## Task
From the first line of the data through the line containing "use std::time::Duration;", return each line exactly.

## Saved data entries
········

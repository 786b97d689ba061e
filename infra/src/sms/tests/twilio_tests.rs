//! Tests for the Twilio gateway
//!
//! No request reaches Twilio: rejections are checked through the response
//! parser and transport failures against a closed local port.

use std::time::Duration;

use reqwest::StatusCode;

use crate::sms::twilio::{rejection_from_response, TwilioConfig, DEFAULT_API_BASE_URL};
use crate::sms::TwilioSmsGateway;
use bp_core::errors::{DispatchFailure, GatewayError};
use bp_core::services::verification::SmsGateway;
use bp_shared::{SmsConfig, TwilioSettings};

fn configured(base_url: Option<&str>) -> SmsConfig {
    SmsConfig {
        provider: "twilio".to_string(),
        twilio: TwilioSettings {
            account_sid: "AC0000000000".to_string(),
            auth_token: "token".to_string(),
            from_number: "+15005550006".to_string(),
            api_base_url: base_url.map(str::to_string),
        },
        request_timeout_secs: 2,
    }
}

#[test]
fn test_config_defaults_base_url() {
    let config = TwilioConfig::from_settings(&configured(None));
    assert_eq!(config.api_base_url, DEFAULT_API_BASE_URL);
    assert_eq!(config.request_timeout, Duration::from_secs(2));
    assert!(config.missing_fields().is_empty());
}

#[test]
fn test_config_trims_trailing_slash() {
    let config = TwilioConfig::from_settings(&configured(Some("http://localhost:4010/")));
    assert_eq!(config.api_base_url, "http://localhost:4010");
}

#[test]
fn test_config_debug_hides_token() {
    let mut settings = configured(None);
    settings.twilio.auth_token = "s3cr3t-value".to_string();
    let rendered = format!("{:?}", TwilioConfig::from_settings(&settings));
    assert!(!rendered.contains("s3cr3t-value"));
    assert!(rendered.contains("[REDACTED]"));
}

#[test]
fn test_rejection_with_known_code() {
    let body = r#"{"code": 21408, "message": "Permission to send an SMS has not been enabled for the region", "status": 400}"#;

    match rejection_from_response(StatusCode::BAD_REQUEST, body) {
        GatewayError::Rejected {
            failure,
            provider_code,
            detail,
        } => {
            assert_eq!(failure, DispatchFailure::UnsupportedRegion);
            assert_eq!(provider_code, Some(21408));
            assert!(detail.starts_with("Permission"));
        }
        other => panic!("unexpected error: {:?}", other),
    }
}

#[test]
fn test_rejection_with_unknown_code_is_generic() {
    let body = r#"{"code": 30003, "message": "Unreachable destination handset"}"#;
    let err = rejection_from_response(StatusCode::BAD_REQUEST, body);

    assert_eq!(err.failure(), DispatchFailure::GenericDispatchFailure);
    assert_eq!(err.provider_code(), Some(30003));
}

#[test]
fn test_rejection_with_unparseable_body() {
    let err = rejection_from_response(StatusCode::UNAUTHORIZED, "<html>nope</html>");

    assert_eq!(err.failure(), DispatchFailure::ServiceUnavailable);
    assert_eq!(err.provider_code(), None);
    assert!(err.to_string().contains("HTTP 401"));
}

#[tokio::test]
async fn test_send_without_credentials_is_not_configured() {
    let config = SmsConfig {
        provider: "twilio".to_string(),
        ..Default::default()
    };
    let gateway = TwilioSmsGateway::new(TwilioConfig::from_settings(&config)).unwrap();

    match gateway.send("+639171234567", "123456").await {
        Err(GatewayError::NotConfigured { missing }) => {
            assert_eq!(
                missing,
                vec!["TWILIO_ACCOUNT_SID", "TWILIO_AUTH_TOKEN", "TWILIO_PHONE_NUMBER"]
            );
        }
        other => panic!("unexpected result: {:?}", other),
    }
}

#[tokio::test]
async fn test_unreachable_provider_is_transport_error() {
    let config = TwilioConfig::from_settings(&configured(Some("http://127.0.0.1:1")));
    let gateway = TwilioSmsGateway::new(config).unwrap();

    let err = gateway.send("+639171234567", "123456").await.unwrap_err();
    assert!(matches!(
        err,
        GatewayError::Transport { .. } | GatewayError::Timeout
    ));
    assert_ne!(err.failure(), DispatchFailure::UnsupportedRegion);
}
//! Server configuration module

use serde::{Deserialize, Serialize};

/// HTTP server configuration
#[derive(Debug, Clone, Deserialize, Serialize)]
pub struct ServerConfig {
    /// Server host address
    pub host: String,

    /// Server port
    pub port: u16,

    /// Worker threads (0 = number of CPU cores)
    #[serde(default)]
    pub workers: usize,

    /// Keep-alive timeout in seconds
    #[serde(default = "default_keep_alive")]
    pub keep_alive: u64,

    /// Maximum JSON payload size in bytes
    #[serde(default = "default_max_payload_size")]
    pub max_payload_size: usize,
}

impl Default for ServerConfig {
    fn default() -> Self {
        Self {
            host: String::from("0.0.0.0"),
            port: 8080,
            workers: 0,
            keep_alive: default_keep_alive(),
            max_payload_size: default_max_payload_size(),
        }
    }
}

impl ServerConfig {
    /// Create a new server configuration
    pub fn new(host: impl Into<String>, port: u16) -> Self {
        Self {
            host: host.into(),
            port,
            ..Default::default()
        }
    }

    /// Create from SERVER_HOST / SERVER_PORT / SERVER_WORKERS
    pub fn from_env() -> Self {
        let defaults = Self::default();
        Self {
            host: std::env::var("SERVER_HOST").unwrap_or(defaults.host),
            port: std::env::var("SERVER_PORT")
                .ok()
                .and_then(|p| p.parse().ok())
                .unwrap_or(defaults.port),
            workers: std::env::var("SERVER_WORKERS")
                .ok()
                .and_then(|w| w.parse().ok())
                .unwrap_or(defaults.workers),
            ..defaults
        }
    }

    /// Get the bind address
    pub fn bind_address(&self) -> String {
        format!("{}:{}", self.host, self.port)
    }
}

/// CORS configuration
#[derive(Debug, Clone, Deserialize, Serialize)]
pub struct CorsConfig {
    /// Allowed origins; empty means same-origin only
    #[serde(default)]
    pub allowed_origins: Vec<String>,

    /// Max age for preflight cache in seconds
    #[serde(default = "default_max_age")]
    pub max_age: usize,
}

impl Default for CorsConfig {
    fn default() -> Self {
        Self {
            allowed_origins: vec![],
            max_age: default_max_age(),
        }
    }
}

impl CorsConfig {
    /// Read a comma separated CORS_ALLOWED_ORIGINS list
    pub fn from_env() -> Self {
        let allowed_origins = std::env::var("CORS_ALLOWED_ORIGINS")
            .map(|raw| {
                raw.split(',')
                    .map(str::trim)
                    .filter(|origin| !origin.is_empty())
                    .map(String::from)
                    .collect()
            })
            .unwrap_or_default();

        Self {
            allowed_origins,
            ..Default::default()
        }
    }
}

fn default_keep_alive() -> u64 {
    75
}

fn default_max_payload_size() -> usize {
    16 * 1024
}

fn default_max_age() -> usize {
    3600
}

#[cfg(test)]
mod tests {
    use super::*;

    #[test]
    fn test_bind_address() {
        let config = ServerConfig::new("127.0.0.1", 3000);
        assert_eq!(config.bind_address(), "127.0.0.1:3000");
        assert_eq!(config.workers, 0);
    }

    #[test]
    fn test_cors_defaults_to_no_origins() {
        let cors = CorsConfig::default();
        assert!(cors.allowed_origins.is_empty());
        assert_eq!(cors.max_age, 3600);
    }
}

········

## Task answer
repository 786b97d689ba061e
filename infra/src/sms/tests/twilio_tests.rs
//! Tests for the Twilio gateway
//!
//! No request reaches Twilio: rejections are checked through the response
//! parser and transport failures against a closed local port.

use std::time::Duration;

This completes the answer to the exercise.